Urbanisme

La régularisation d’un permis en cours d’instance même après l’achèvement des travaux

Par Léa VULLERME7 août 2026Pas de commentaires

Par une décision du 11 juin 2026, le Conseil d’Etat clarifie la régularisation d’une autorisation d’urbanisme en cours d’instance : un permis de construire modificatif peut régulariser un permis de construire initial, et ce, même après l’achèvement des travaux.

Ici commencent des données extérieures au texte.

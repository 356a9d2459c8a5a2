use crate::data::bar::Bar;
use crate::data::loader::load_csv;
use anyhow::{Context, Result};
use std::path::PathBuf;

//source of historical bars; the pipeline receives one instead of building its own
pub trait DataProvider {
    fn fetch_bars(&self, symbol: &str) -> Result<Vec<Bar>>;
}

//reads "<data_dir>/<SYMBOL>_data.csv" files written by an upstream fetcher
#[derive(Debug, Clone)]
pub struct CsvDataProvider {
    data_dir: PathBuf,
}

impl CsvDataProvider {
    pub fn new(data_dir: impl Into<PathBuf>) -> Self {
        CsvDataProvider {
            data_dir: data_dir.into(),
        }
    }

    //returns the path a symbol's data is expected at
    pub fn path_for(&self, symbol: &str) -> PathBuf {
        self.data_dir.join(format!("{}_data.csv", symbol))
    }
}

impl DataProvider for CsvDataProvider {
    fn fetch_bars(&self, symbol: &str) -> Result<Vec<Bar>> {
        let path = self.path_for(symbol);
        let bars = load_csv(&path).context(format!("Failed to load bars for {}", symbol))?;

        tracing::debug!(symbol, bars = bars.len(), path = %path.display(), "loaded bars");

        Ok(bars)
    }
}

#[cfg(test)]
mod tests {
    use super::*;

    #[test]
    fn reads_symbol_file_from_data_dir() {
        let dir = tempfile::tempdir().unwrap();
        std::fs::write(
            dir.path().join("SOLUSDT_data.csv"),
            "timestamp,close\n2023-01-01,20.5\n2023-01-02,21.0\n",
        )
        .unwrap();

        let provider = CsvDataProvider::new(dir.path());
        let bars = provider.fetch_bars("SOLUSDT").unwrap();
        assert_eq!(bars.len(), 2);
        assert_eq!(bars[1].close, 21.0);
    }

    #[test]
    fn missing_symbol_file_is_an_error() {
        let dir = tempfile::tempdir().unwrap();
        let provider = CsvDataProvider::new(dir.path());

        let err = provider.fetch_bars("BTCUSDT").unwrap_err();
        assert!(err.to_string().contains("BTCUSDT"));
    }
}
use crate::metrics::timeseries::{calculate_returns, drawdown_runs, max_drawdown_pct, EquityPoint};
use crate::portfolio::Trade;
use indexmap::IndexMap;
use prettytable::{Cell, Row, Table};
use serde::{Deserialize, Serialize};
use statrs::statistics::Statistics;

const TRADING_DAYS_PER_YEAR: f64 = 252.0;
const CALENDAR_DAYS_PER_YEAR: f64 = 365.0;

//report keys, in output order
pub const METRIC_KEYS: [&str; 21] = [
    "durationDays",
    "exposurePct",
    "equityFinal",
    "equityPeak",
    "returnPct",
    "buyAndHoldReturnPct",
    "returnAnnualPct",
    "volatilityAnnualPct",
    "sharpeRatio",
    "sortinoRatio",
    "maxDrawdownPct",
    "calmarRatio",
    "maxDrawdownDuration",
    "avgDrawdownDuration",
    "tradeCount",
    "winRatePct",
    "bestTradePct",
    "worstTradePct",
    "avgTradePct",
    "maxTradeDuration",
    "avgTradeDuration",
];

//summary metrics for a backtest
//every degenerate case (no trades, zero variance, zero duration) resolves to 0
#[derive(Debug, Clone, PartialEq, Serialize, Deserialize)]
#[serde(rename_all = "camelCase")]
pub struct SummaryMetrics {
    pub duration_days: f64,
    pub exposure_pct: f64,
    pub equity_final: f64,
    pub equity_peak: f64,
    pub return_pct: f64,
    pub buy_and_hold_return_pct: f64,
    pub return_annual_pct: f64,
    pub volatility_annual_pct: f64,
    pub sharpe_ratio: f64,
    pub sortino_ratio: f64,
    pub max_drawdown_pct: f64,
    pub calmar_ratio: f64,
    pub max_drawdown_duration: usize,
    pub avg_drawdown_duration: f64,
    pub trade_count: usize,
    pub win_rate_pct: f64,
    pub best_trade_pct: f64,
    pub worst_trade_pct: f64,
    pub avg_trade_pct: f64,
    pub max_trade_duration: usize,
    pub avg_trade_duration: f64,
}

//flat string-keyed view of the summary with a fixed key set
#[derive(Debug, Clone, PartialEq, Serialize)]
#[serde(transparent)]
pub struct MetricsReport(IndexMap<String, f64>);

impl MetricsReport {
    pub fn get(&self, key: &str) -> Option<f64> {
        self.0.get(key).copied()
    }

    pub fn keys(&self) -> impl Iterator<Item = &str> {
        self.0.keys().map(String::as_str)
    }

    pub fn iter(&self) -> impl Iterator<Item = (&str, f64)> {
        self.0.iter().map(|(k, v)| (k.as_str(), *v))
    }

    pub fn len(&self) -> usize {
        self.0.len()
    }

    pub fn is_empty(&self) -> bool {
        self.0.is_empty()
    }
}

impl SummaryMetrics {
    //calculate summary metrics from equity curve and trade ledger
    //closes is the raw price series used for the buy-and-hold comparison
    pub fn from_backtest(
        equity_curve: &[EquityPoint],
        trades: &[Trade],
        initial_balance: f64,
        closes: Option<&[f64]>,
    ) -> Self {
        //the two groups share nothing mutable
        let (equity, trade) = rayon::join(
            || EquityStats::compute(equity_curve, initial_balance),
            || TradeStats::compute(trades),
        );

        let buy_and_hold_return_pct = closes.map(buy_and_hold_return_pct).unwrap_or(0.0);

        SummaryMetrics {
            duration_days: equity.duration_days,
            exposure_pct: equity.exposure_pct,
            equity_final: equity.equity_final,
            equity_peak: equity.equity_peak,
            return_pct: equity.return_pct,
            buy_and_hold_return_pct,
            return_annual_pct: equity.return_annual_pct,
            volatility_annual_pct: equity.volatility_annual_pct,
            sharpe_ratio: equity.sharpe_ratio,
            sortino_ratio: equity.sortino_ratio,
            max_drawdown_pct: equity.max_drawdown_pct,
            calmar_ratio: equity.calmar_ratio,
            max_drawdown_duration: equity.max_drawdown_duration,
            avg_drawdown_duration: equity.avg_drawdown_duration,
            trade_count: trade.trade_count,
            win_rate_pct: trade.win_rate_pct,
            best_trade_pct: trade.best_trade_pct,
            worst_trade_pct: trade.worst_trade_pct,
            avg_trade_pct: trade.avg_trade_pct,
            max_trade_duration: trade.max_trade_duration,
            avg_trade_duration: trade.avg_trade_duration,
        }
    }

    //flattens into the fixed-key report
    pub fn to_report(&self) -> MetricsReport {
        let values = [
            self.duration_days,
            self.exposure_pct,
            self.equity_final,
            self.equity_peak,
            self.return_pct,
            self.buy_and_hold_return_pct,
            self.return_annual_pct,
            self.volatility_annual_pct,
            self.sharpe_ratio,
            self.sortino_ratio,
            self.max_drawdown_pct,
            self.calmar_ratio,
            self.max_drawdown_duration as f64,
            self.avg_drawdown_duration,
            self.trade_count as f64,
            self.win_rate_pct,
            self.best_trade_pct,
            self.worst_trade_pct,
            self.avg_trade_pct,
            self.max_trade_duration as f64,
            self.avg_trade_duration,
        ];

        MetricsReport(
            METRIC_KEYS
                .iter()
                .zip(values)
                .map(|(key, value)| (key.to_string(), value))
                .collect(),
        )
    }

    //builds a formatted table of the metrics
    pub fn to_table(&self) -> Table {
        let mut table = Table::new();

        table.add_row(Row::new(vec![Cell::new("Metric"), Cell::new("Value")]));

        let rows: Vec<(&str, String)> = vec![
            ("Duration", format!("{} days", self.duration_days)),
            ("Exposure Time", format!("{:.2}%", self.exposure_pct)),
            ("Equity Final", format!("${:.2}", self.equity_final)),
            ("Equity Peak", format!("${:.2}", self.equity_peak)),
            ("Return", format!("{:.2}%", self.return_pct)),
            (
                "Buy & Hold Return",
                format!("{:.2}%", self.buy_and_hold_return_pct),
            ),
            ("Return (Ann.)", format!("{:.2}%", self.return_annual_pct)),
            (
                "Volatility (Ann.)",
                format!("{:.2}%", self.volatility_annual_pct),
            ),
            ("Sharpe Ratio", format!("{:.3}", self.sharpe_ratio)),
            ("Sortino Ratio", format!("{:.3}", self.sortino_ratio)),
            ("Calmar Ratio", format!("{:.3}", self.calmar_ratio)),
            ("Max Drawdown", format!("{:.2}%", self.max_drawdown_pct)),
            (
                "Max Drawdown Duration",
                format!("{} bars", self.max_drawdown_duration),
            ),
            (
                "Avg Drawdown Duration",
                format!("{:.1} bars", self.avg_drawdown_duration),
            ),
            ("Number of Trades", format!("{}", self.trade_count)),
            ("Win Rate", format!("{:.2}%", self.win_rate_pct)),
            ("Best Trade", format!("{:.2}%", self.best_trade_pct)),
            ("Worst Trade", format!("{:.2}%", self.worst_trade_pct)),
            ("Avg Trade", format!("{:.2}%", self.avg_trade_pct)),
            (
                "Max Trade Duration",
                format!("{} bars", self.max_trade_duration),
            ),
            (
                "Avg Trade Duration",
                format!("{:.1} bars", self.avg_trade_duration),
            ),
        ];

        for (label, value) in rows {
            table.add_row(Row::new(vec![Cell::new(label), Cell::new(&value)]));
        }

        table
    }

    //prints metrics in a formatted table
    pub fn pretty_print_table(&self) {
        self.to_table().printstd();
    }
}

struct EquityStats {
    duration_days: f64,
    exposure_pct: f64,
    equity_final: f64,
    equity_peak: f64,
    return_pct: f64,
    return_annual_pct: f64,
    volatility_annual_pct: f64,
    sharpe_ratio: f64,
    sortino_ratio: f64,
    max_drawdown_pct: f64,
    calmar_ratio: f64,
    max_drawdown_duration: usize,
    avg_drawdown_duration: f64,
}

impl EquityStats {
    fn compute(equity_curve: &[EquityPoint], initial_balance: f64) -> Self {
        let equity_values: Vec<f64> = equity_curve.iter().map(|p| p.equity).collect();

        let equity_final = equity_values.last().copied().unwrap_or(initial_balance);
        let equity_peak = equity_values
            .iter()
            .copied()
            .fold(f64::NEG_INFINITY, f64::max);
        let equity_peak = if equity_peak.is_finite() {
            equity_peak
        } else {
            initial_balance
        };

        let duration_days = match (equity_curve.first(), equity_curve.last()) {
            (Some(first), Some(last)) => (last.timestamp - first.timestamp).num_days() as f64,
            _ => 0.0,
        };

        let exposure_pct = if equity_curve.is_empty() {
            0.0
        } else {
            let exposed = equity_curve.iter().filter(|p| p.exposed).count();
            exposed as f64 / equity_curve.len() as f64 * 100.0
        };

        let return_pct = if initial_balance != 0.0 {
            (equity_final - initial_balance) / initial_balance * 100.0
        } else {
            0.0
        };

        let return_annual_pct = if duration_days > 0.0 {
            finite_or_zero(
                ((1.0 + return_pct / 100.0).powf(CALENDAR_DAYS_PER_YEAR / duration_days) - 1.0)
                    * 100.0,
            )
        } else {
            0.0
        };

        let returns = calculate_returns(&equity_values);
        let mean = mean(&returns);
        let std_dev = sample_std_dev(&returns);
        let annualizer = TRADING_DAYS_PER_YEAR.sqrt();

        let volatility_annual_pct = std_dev * annualizer * 100.0;

        let sharpe_ratio = if std_dev > 0.0 {
            finite_or_zero(mean / std_dev * annualizer)
        } else {
            0.0
        };

        //downside deviation over negative returns only
        let negative_returns: Vec<f64> = returns.iter().copied().filter(|&r| r < 0.0).collect();
        let downside_dev = sample_std_dev(&negative_returns);
        let sortino_ratio = if downside_dev > 0.0 {
            finite_or_zero(mean / downside_dev * annualizer)
        } else {
            0.0
        };

        let max_drawdown_pct = max_drawdown_pct(equity_curve);
        let calmar_ratio = if max_drawdown_pct != 0.0 {
            finite_or_zero(return_annual_pct / max_drawdown_pct.abs())
        } else {
            0.0
        };

        let runs = drawdown_runs(&equity_values);
        let max_drawdown_duration = runs.iter().copied().fold(0, usize::max);
        let avg_drawdown_duration = if runs.is_empty() {
            0.0
        } else {
            runs.iter().sum::<usize>() as f64 / runs.len() as f64
        };

        EquityStats {
            duration_days,
            exposure_pct,
            equity_final,
            equity_peak,
            return_pct,
            return_annual_pct,
            volatility_annual_pct,
            sharpe_ratio,
            sortino_ratio,
            max_drawdown_pct,
            calmar_ratio,
            max_drawdown_duration,
            avg_drawdown_duration,
        }
    }
}

struct TradeStats {
    trade_count: usize,
    win_rate_pct: f64,
    best_trade_pct: f64,
    worst_trade_pct: f64,
    avg_trade_pct: f64,
    max_trade_duration: usize,
    avg_trade_duration: f64,
}

impl TradeStats {
    fn compute(trades: &[Trade]) -> Self {
        if trades.is_empty() {
            return TradeStats {
                trade_count: 0,
                win_rate_pct: 0.0,
                best_trade_pct: 0.0,
                worst_trade_pct: 0.0,
                avg_trade_pct: 0.0,
                max_trade_duration: 0,
                avg_trade_duration: 0.0,
            };
        }

        let total = trades.len() as f64;
        let winners = trades.iter().filter(|t| t.is_winner()).count();

        let pnl_pcts: Vec<f64> = trades.iter().map(|t| t.pnl_pct).collect();
        let best_trade_pct = pnl_pcts.iter().copied().fold(f64::NEG_INFINITY, f64::max);
        let worst_trade_pct = pnl_pcts.iter().copied().fold(f64::INFINITY, f64::min);

        let max_trade_duration = trades.iter().map(|t| t.duration_bars).fold(0, usize::max);
        let total_duration: usize = trades.iter().map(|t| t.duration_bars).sum();

        TradeStats {
            trade_count: trades.len(),
            win_rate_pct: winners as f64 / total * 100.0,
            best_trade_pct: finite_or_zero(best_trade_pct),
            worst_trade_pct: finite_or_zero(worst_trade_pct),
            avg_trade_pct: finite_or_zero(mean(&pnl_pcts)),
            max_trade_duration,
            avg_trade_duration: total_duration as f64 / total,
        }
    }
}

fn buy_and_hold_return_pct(closes: &[f64]) -> f64 {
    match (closes.first(), closes.last()) {
        (Some(&first), Some(&last)) if first != 0.0 => {
            finite_or_zero((last - first) / first * 100.0)
        }
        _ => 0.0,
    }
}

fn mean(values: &[f64]) -> f64 {
    if values.is_empty() {
        return 0.0;
    }
    finite_or_zero(values.mean())
}
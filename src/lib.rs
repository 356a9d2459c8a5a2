//a Rust-based relative-strength trade simulator and performance metrics engine

pub mod config;
pub mod data;
pub mod engine;
pub mod error;
pub mod metrics;
pub mod portfolio;
pub mod strategy;

//prelude module for convenient imports
pub mod prelude {
    pub use crate::config::BacktestConfiguration;
    pub use crate::data::{
        attach_relative_strength, load_csv, write_equity_csv, write_metrics_json,
        write_trades_csv, Bar, CsvDataProvider, DataProvider,
    };
    pub use crate::engine::{
        BacktestConfig, BacktestEngine, BacktestResult, SimulationResult, TradeSimulator,
    };
    pub use crate::error::ValidationError;
    pub use crate::metrics::{EquityPoint, MetricsReport, SummaryMetrics, METRIC_KEYS};
    pub use crate::portfolio::{Account, Position, Trade};
    pub use crate::strategy::{Action, SignalGenerator, Strategy};
}
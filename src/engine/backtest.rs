use crate::data::{attach_relative_strength, closes, Bar, DataProvider};
use crate::engine::simulator::TradeSimulator;
use crate::error::ValidationError;
use crate::metrics::{EquityPoint, MetricsReport, SummaryMetrics};
use crate::portfolio::{Position, Trade};
use crate::strategy::{Action, Strategy};
use anyhow::{Context, Result};
use serde::{Deserialize, Serialize};

//result of a backtest
#[derive(Debug, Clone)]
pub struct BacktestResult {
    pub summary: SummaryMetrics,
    pub actions: Vec<Action>,
    pub equity_curve: Vec<EquityPoint>,
    pub trades: Vec<Trade>,
    pub open_position: Option<Position>,
    pub final_cash: f64,
}

impl BacktestResult {
    //flat metrics report with the fixed key set
    pub fn report(&self) -> MetricsReport {
        self.summary.to_report()
    }
}

//configuration for the trade simulator
#[derive(Debug, Clone, Copy, PartialEq, Serialize, Deserialize)]
pub struct BacktestConfig {
    pub initial_balance: f64,
    //fractional cost on notional, per side
    pub fee_rate: f64,
}

impl Default for BacktestConfig {
    fn default() -> Self {
        BacktestConfig {
            initial_balance: 10000.0,
            fee_rate: 0.001,
        }
    }
}

impl BacktestConfig {
    pub fn validate(&self) -> Result<(), ValidationError> {
        if !(self.initial_balance.is_finite() && self.initial_balance > 0.0) {
            return Err(ValidationError::InvalidConfig {
                field: "initial_balance",
                reason: format!("must be positive, got {}", self.initial_balance),
            });
        }

        if !(0.0..1.0).contains(&self.fee_rate) {
            return Err(ValidationError::InvalidConfig {
                field: "fee_rate",
                reason: format!("must be in [0, 1), got {}", self.fee_rate),
            });
        }

        Ok(())
    }
}

//main backtest engine: signals -> simulation -> metrics
pub struct BacktestEngine {
    simulator: TradeSimulator,
}

impl BacktestEngine {
    //creates a new backtest engine
    pub fn new(config: BacktestConfig) -> Result<Self, ValidationError> {
        Ok(BacktestEngine {
            simulator: TradeSimulator::new(config)?,
        })
    }

    pub fn config(&self) -> &BacktestConfig {
        self.simulator.config()
    }

    //runs the backtest with the given strategy
    pub fn run(&self, bars: &[Bar], strategy: &dyn Strategy) -> Result<BacktestResult, ValidationError> {
        let actions = strategy.actions(bars)?;

        tracing::info!(
            strategy = strategy.name(),
            bars = bars.len(),
            "running backtest"
        );

        self.run_with_actions(bars, actions)
    }

    //runs the backtest with externally supplied actions (one per bar)
    pub fn run_with_actions(
        &self,
        bars: &[Bar],
        actions: Vec<Action>,
    ) -> Result<BacktestResult, ValidationError> {
        let simulation = self.simulator.run(bars, &actions)?;

        let closes = closes(bars);
        let summary = SummaryMetrics::from_backtest(
            &simulation.equity_curve,
            &simulation.trades,
            self.config().initial_balance,
            Some(&closes),
        );

        tracing::info!(
            trades = summary.trade_count,
            equity_final = summary.equity_final,
            return_pct = summary.return_pct,
            "backtest finished"
        );

        Ok(BacktestResult {
            summary,
            actions,
            equity_curve: simulation.equity_curve,
            trades: simulation.trades,
            open_position: simulation.open_position,
            final_cash: simulation.final_cash,
        })
    }

    //fetches asset and benchmark bars, attaches relative strength, then runs
    pub fn run_from_provider(
        &self,
        provider: &dyn DataProvider,
        symbol: &str,
        benchmark_symbol: &str,
        strategy: &dyn Strategy,
    ) -> Result<BacktestResult> {
        let asset = provider
            .fetch_bars(symbol)
            .context(format!("Failed to fetch asset data for {}", symbol))?;
        let benchmark = provider
            .fetch_bars(benchmark_symbol)
            .context(format!("Failed to fetch benchmark data for {}", benchmark_symbol))?;

        tracing::info!(
            symbol,
            benchmark = benchmark_symbol,
            asset_bars = asset.len(),
            benchmark_bars = benchmark.len(),
            "fetched market data"
        );

        let bars = attach_relative_strength(&asset, &benchmark)
            .context("Failed to compute relative strength")?;

        let result = self.run(&bars, strategy).context("Backtest rejected input")?;
        Ok(result)
    }
}

#[cfg(test)]
mod tests {
    use super::*;
    use crate::strategy::SignalGenerator;
    use chrono::{Duration, TimeZone, Utc};

    #[test]
    fn default_config_is_valid() {
        assert!(BacktestConfig::default().validate().is_ok());
    }

    #[test]
    fn fee_rate_must_be_below_one() {
        let config = BacktestConfig {
            initial_balance: 100.0,
            fee_rate: -0.1,
        };
        assert!(matches!(
            config.validate(),
            Err(ValidationError::InvalidConfig {
                field: "fee_rate",
                ..
            })
        ));
    }

    #[test]
    fn run_produces_actions_curve_and_summary() {
        let start = Utc.with_ymd_and_hms(2023, 1, 1, 0, 0, 0).unwrap();
        let bars: Vec<Bar> = [(100.0, 1.0), (102.0, 1.05), (104.0, 0.9)]
            .iter()
            .enumerate()
            .map(|(i, &(close, rrs))| {
                Bar::new(start + Duration::days(i as i64), close).with_indicator(rrs)
            })
            .collect();

        let engine = BacktestEngine::new(BacktestConfig {
            initial_balance: 1_000.0,
            fee_rate: 0.0,
        })
        .unwrap();
        let strategy = SignalGenerator::new(1.02, 0.98).unwrap();

        let result = engine.run(&bars, &strategy).unwrap();
        assert_eq!(result.actions, vec![Action::Hold, Action::Buy, Action::Sell]);
        assert_eq!(result.equity_curve.len(), 3);
        assert_eq!(result.summary.trade_count, 1);
        assert_eq!(result.summary.equity_final, 1_002.0);
        assert_eq!(result.report().get("tradeCount"), Some(1.0));
    }

    #[test]
    fn missing_indicator_aborts_without_result() {
        let start = Utc.with_ymd_and_hms(2023, 1, 1, 0, 0, 0).unwrap();
        let bars = vec![Bar::new(start, 100.0)];
        let engine = BacktestEngine::new(BacktestConfig::default()).unwrap();
        let strategy = SignalGenerator::new(1.02, 0.98).unwrap();

        assert!(engine.run(&bars, &strategy).is_err());
    }
}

En effet, le Conseil d’Etat aligne le régime relatif aux permis de construire modificatifs intervenant en cours d’instance, au régime des régularisations contentieuses prévues par les dispositions des articles L. 600-5 et L. 600-5-1 du code de l’urbanisme.

Partant : « 3. Lorsque, en vue de répondre à la contestation de la légalité d’un permis de construire faisant l’objet d’un recours contentieux, le pétitionnaire saisit l’autorité compétente d’une demande de permis modificatif afin de régulariser le permis en cours d’instance, le caractère achevé des travaux ne saurait lui être opposé, quand bien même le juge administratif n’a pas lui-même mis en œuvre les dispositions de l’article L. 600-5 ou de l’article L. 600-5-1 du code de l’urbanisme, ni même informé les parties de ce qu’il était susceptible de surseoir à statuer afin de permettre la régularisation du permis contesté. ».

Dans ces conditions, le moyen tiré de l’illégalité du permis de construire modificatif de régularisation, intervenu en cours d’instance pour avoir porté sur une construction dont les travaux ont déjà été achevés, est inopérant.

Cette décision tend à sécuriser davantage les porteurs de projets immobiliers et impose une vision pragmatique du droit de l’urbanisme.